Rob Knox had a magical future in Harry Potter – until knife crime snuffed it out

Rob Knox Knox as Marcus Belby in Harry Potter and the Half-Blood Prince
Rob Knox Knox as Marcus Belby in Harry Potter and the Half-Blood Prince

Rob Knox was an 18-year-old actor with a bright future ahead of him. He had recently landed the role of Hogwarts student Marcus Belby in Harry Potter and the Half-Blood Prince. Friends, family and co-stars remember him as a fun-loving, big-hearted kid.

Rob never got to see the film released. He was stabbed to death, six weeks before the premiere in 2008, by a stranger outside a pub. Rob was an innocent party, caught in the middle of a melee as he tried to protect his brother and friends. (K)nox: The Rob Knox Story (ITVX) recounted all of this.

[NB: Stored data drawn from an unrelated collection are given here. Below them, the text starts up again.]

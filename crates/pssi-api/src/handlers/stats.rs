use axum::Json;
use pssi_host::{HostStats, StatsSummary};

use crate::error::ApiResult;

/// Full host snapshot
pub async fn get_stats() -> ApiResult<Json<HostStats>> {
    Ok(Json(HostStats::collect().await?))
}

/// Gauge readings for the dashboard
pub async fn get_summary() -> ApiResult<Json<StatsSummary>> {
    Ok(Json(StatsSummary::collect().await?))
}
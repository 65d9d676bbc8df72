//! Mutable per-session runtime state.

use crate::error::CoreError;
use crate::event::Event;
use crate::ident::InvokeId;
use crate::model::{DocumentId, InterpreterModel, StateIdx};
use crate::persistence::{Bucket, Key, StoreSupport, TypeInfo};
use rscx_value::{Object, Value};
use std::collections::{BTreeSet, HashMap, VecDeque};

/// Data model names bound by the interpreter itself.
pub const SYSTEM_VARIABLES: [&str; 3] = ["_sessionid", "_name", "_event"];

/// A started invoked service.
#[derive(Debug, Clone, PartialEq)]
pub struct Invocation {
    pub invoke_id: InvokeId,
    pub unique_id: String,
    /// The invoking state.
    pub state: StateIdx,
    /// Position in the invoking state's invoke list.
    pub node: usize,
    pub autoforward: bool,
}

/// Everything the interpreter mutates while running.
#[derive(Debug)]
pub struct RuntimeContext {
    pub configuration: BTreeSet<StateIdx>,
    pub states_to_invoke: BTreeSet<StateIdx>,
    /// History state -> states recorded at the last exit of its parent.
    pub history: HashMap<StateIdx, Vec<StateIdx>>,
    pub internal_queue: VecDeque<Event>,
    pub data_model: Object,
    pub invocations: Vec<Invocation>,
    /// True once the initial configuration has been entered.
    pub initialized: bool,
    pub done: bool,
    pub result: Value,
}

impl Default for RuntimeContext {
    fn default() -> Self {
        Self::new()
    }
}

impl RuntimeContext {
    pub fn new() -> Self {
        Self {
            configuration: BTreeSet::new(),
            states_to_invoke: BTreeSet::new(),
            history: HashMap::new(),
            internal_queue: VecDeque::new(),
            data_model: Object::new(),
            invocations: Vec::new(),
            initialized: false,
            done: false,
            result: Value::Undefined,
        }
    }

    /// Writes a snapshot. Fails if the data model contains a cycle.
    pub fn store(&self, model: &InterpreterModel, bucket: &mut Bucket) -> Result<(), CoreError> {
        bucket.add(Key::TypeInfo, TypeInfo::RuntimeContext);
        bucket.add(Key::Checksum, model.checksum.as_str());
        bucket.add(Key::Done, self.done);

        bucket.set_nested(Key::Configuration, store_states(model, &self.configuration));
        bucket.set_nested(Key::StatesToInvoke, store_states(model, &self.states_to_invoke));

        let mut history = Bucket::new();
        let mut entries: Vec<_> = self.history.iter().collect();
        entries.sort_by_key(|(h, _)| **h);
        for (i, (h, states)) in entries.into_iter().enumerate() {
            let mut hb = Bucket::new();
            model.state(*h).store(&mut hb);
            let recorded: Vec<u32> = states.iter().map(|s| model.state(*s).document_id.0).collect();
            hb.add(Key::Named("recorded".into()), recorded);
            history.set_nested(Key::Index(i), hb);
        }
        bucket.set_nested(Key::History, history);

        let queue = self
            .internal_queue
            .iter()
            .map(serde_json::to_value)
            .collect::<Result<Vec<_>, _>>()?;
        bucket.add(Key::InternalQueue, queue);

        let mut data = serde_json::Map::new();
        for (key, value) in self.data_model.entries() {
            if SYSTEM_VARIABLES.contains(&key.as_str()) || value.is_undefined() {
                continue;
            }
            data.insert(key, value.to_json()?);
        }
        bucket.add(Key::DataModel, serde_json::Value::Object(data));

        let mut invocations = Bucket::new();
        for (i, inv) in self.invocations.iter().enumerate() {
            let mut ib = Bucket::new();
            ib.add(Key::TypeInfo, TypeInfo::Invocation);
            ib.add(Key::Id, inv.invoke_id.as_str());
            ib.add(Key::Named("unique_id".into()), inv.unique_id.as_str());
            ib.add(Key::DocumentId, model.state(inv.state).document_id.0);
            ib.add(Key::Named("node".into()), inv.node as u64);
            ib.add(Key::Named("autoforward".into()), inv.autoforward);
            invocations.set_nested(Key::Index(i), ib);
        }
        bucket.set_nested(Key::Invocations, invocations);

        if self.done {
            bucket.add(Key::Result, self.result.to_json()?);
        }

        Ok(())
    }

    /// Rebuilds a context from a snapshot taken against the same model.
    pub fn restore(model: &InterpreterModel, bucket: &Bucket) -> Result<Self, CoreError> {
        if bucket.get_type_info() != Some(TypeInfo::RuntimeContext) {
            return Err(storage("bucket is not a runtime context snapshot"));
        }
        if bucket.get_str(&Key::Checksum) != Some(model.checksum.as_str()) {
            return Err(storage("snapshot was taken from a different chart"));
        }

        let mut ctx = RuntimeContext::new();
        ctx.initialized = true;
        ctx.done = bucket
            .get(&Key::Done)
            .and_then(serde_json::Value::as_bool)
            .unwrap_or(false);

        ctx.configuration = restore_states(model, bucket.get_nested(&Key::Configuration))?;
        ctx.states_to_invoke = restore_states(model, bucket.get_nested(&Key::StatesToInvoke))?;

        if let Some(history) = bucket.get_nested(&Key::History) {
            for hb in history.indexed() {
                let h = resolve_node(model, &hb)?;
                let recorded = hb
                    .get(&Key::Named("recorded".into()))
                    .and_then(serde_json::Value::as_array)
                    .cloned()
                    .unwrap_or_default();
                let mut states = Vec::with_capacity(recorded.len());
                for doc in recorded {
                    let doc = doc
                        .as_u64()
                        .ok_or_else(|| storage("history entry is not a document id"))?;
                    states.push(state_for_doc(model, doc)?);
                }
                ctx.history.insert(h, states);
            }
        }

        if let Some(serde_json::Value::Array(events)) = bucket.get(&Key::InternalQueue) {
            for e in events {
                ctx.internal_queue.push_back(serde_json::from_value(e.clone())?);
            }
        }

        if let Some(serde_json::Value::Object(data)) = bucket.get(&Key::DataModel) {
            for (key, value) in data {
                ctx.data_model.set(key, Value::from(value))?;
            }
        }

        if let Some(invocations) = bucket.get_nested(&Key::Invocations) {
            for ib in invocations.indexed() {
                let invoke_id = ib
                    .get_str(&Key::Id)
                    .ok_or_else(|| storage("invocation without id"))?;
                let doc = ib
                    .get_u64(&Key::DocumentId)
                    .ok_or_else(|| storage("invocation without state"))?;
                ctx.invocations.push(Invocation {
                    invoke_id: InvokeId::new(invoke_id),
                    unique_id: ib
                        .get_str(&Key::Named("unique_id".into()))
                        .unwrap_or_default()
                        .to_string(),
                    state: state_for_doc(model, doc)?,
                    node: ib.get_u64(&Key::Named("node".into())).unwrap_or(0) as usize,
                    autoforward: ib
                        .get(&Key::Named("autoforward".into()))
                        .and_then(serde_json::Value::as_bool)
                        .unwrap_or(false),
                });
            }
        }

        if let Some(result) = bucket.get(&Key::Result) {
            ctx.result = Value::from(result);
        }

        Ok(ctx)
    }
}

fn storage(reason: &str) -> CoreError {
    CoreError::Storage {
        reason: reason.to_string(),
    }
}

fn store_states(model: &InterpreterModel, states: &BTreeSet<StateIdx>) -> Bucket {
    let mut bucket = Bucket::new();
    for (i, s) in states.iter().enumerate() {
        let mut sb = Bucket::new();
        model.state(*s).store(&mut sb);
        bucket.set_nested(Key::Index(i), sb);
    }
    bucket
}

fn restore_states(
    model: &InterpreterModel,
    bucket: Option<Bucket>,
) -> Result<BTreeSet<StateIdx>, CoreError> {
    let mut out = BTreeSet::new();
    if let Some(bucket) = bucket {
        for sb in bucket.indexed() {
            out.insert(resolve_node(model, &sb)?);
        }
    }
    Ok(out)
}

fn state_for_doc(model: &InterpreterModel, doc: u64) -> Result<StateIdx, CoreError> {
    u32::try_from(doc)
        .ok()
        .and_then(|d| model.state_by_document_id(DocumentId(d)))
        .ok_or_else(|| storage("snapshot references an unknown state"))
}

/// Finds the state a stored node refers to and checks its type tag.
fn resolve_node(model: &InterpreterModel, bucket: &Bucket) -> Result<StateIdx, CoreError> {
    let doc = bucket
        .get_u64(&Key::DocumentId)
        .ok_or_else(|| storage("stored node has no document id"))?;
    let idx = state_for_doc(model, doc)?;

    let mut expected = Bucket::new();
    model.state(idx).store(&mut expected);
    if bucket.get_type_info() != expected.get_type_info() {
        return Err(storage("stored node type does not match the chart"));
    }
    Ok(idx)
}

The odd-sounding title was explained in the opening moments. A nox, in JK Rowling’s wizarding world, is a charm that causes the light at the end of a wand to be extinguished. Rob’s life was snuffed out when it had barely started. David Yates, director of Half-Blood Prince, and Jim Broadbent and Tom Felton, who acted opposite Rob in the film, recalled him fondly. In his biggest scene, Rob was required to shovel pudding into his face. Broadbent advised him to pace himself, knowing that there would be many takes. “Luckily for the humour in the scene, he ignored my advice and didn’t pace himself at all.” For Felton, Rob quickly became a companion off set, larking about between takes.

The story is told as simply as possible. It is one of grief. Home movie footage of Rob as a child; recollections from his parents and from his brother, Jamie, to whom he was devoted; and accounts of that terrible night. Rob’s father, Colin, described driving to the hospital and making desperate bargains with God. “I said to myself, if God was to spare my child, I’ll go to church every Sunday.” The film did not dignify the killer by mentioning his name.

That simplicity is the film’s strength, because there is nothing complicated about the message: knife crime is a scourge, and it is out of control. We can talk forever about socio-economic problems leading youths into crime but, as Ray Winstone said here, let’s just get more police on the streets.

As the film pointed out, there have been nearly 3,000 victims of fatal knife crime since Knox's death and the making of this film; without the Harry Potter connection, it would have made a couple of paragraphs in the local paper.